Output exactly the line containing "pub fn matches(&self, table: &TableInfo)" and each line after it through the last line of the records, and nothing else.

════════════════════

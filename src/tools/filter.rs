//! Table name filtering for `list_tables`.

use regex::Regex;

use crate::client::TableInfo;
use crate::error::{McpError, Result};

/// A compiled table name pattern.
///
/// The pattern is matched unanchored against the bare table name, not the
/// three-level name.
#[derive(Debug, Clone)]
pub struct TableFilter {
    regex: Option<Regex>,
}

impl TableFilter {
    /// Compiles `pattern`. `""` and `".*"` match everything and skip the
    /// regex engine altogether.
    pub fn compile(pattern: &str) -> Result<Self> {
        if pattern.is_empty() || pattern == ".*" {
            return Ok(Self { regex: None });
        }

        let regex = Regex::new(pattern).map_err(|source| McpError::Filter {
            pattern: pattern.to_string(),
            source,
        })?;
        Ok(Self { regex: Some(regex) })
    }

    pub fn is_identity(&self) -> bool {
        self.regex.is_none()
    }

    pub fn matches(&self, table: &TableInfo) -> bool {
        self.regex
            .as_ref()
            .map_or(true, |regex| regex.is_match(&table.name))
    }

    /// Keeps the matching tables, preserving order.
    pub fn apply(&self, tables: Vec<TableInfo>) -> Vec<TableInfo> {
        if self.is_identity() {
            return tables;
        }
        tables.into_iter().filter(|t| self.matches(t)).collect()
    }
}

════════════════════

ANSWER TO THIS TASK —
    pub fn matches(&self, table: &TableInfo) -> bool {
        self.regex
            .as_ref()
            .map_or(true, |regex| regex.is_match(&table.name))
    }

    /// Keeps the matching tables, preserving order.
    pub fn apply(&self, tables: Vec<TableInfo>) -> Vec<TableInfo> {
        if self.is_identity() {
            return tables;
        }
        tables.into_iter().filter(|t| self.matches(t)).collect()
    }
}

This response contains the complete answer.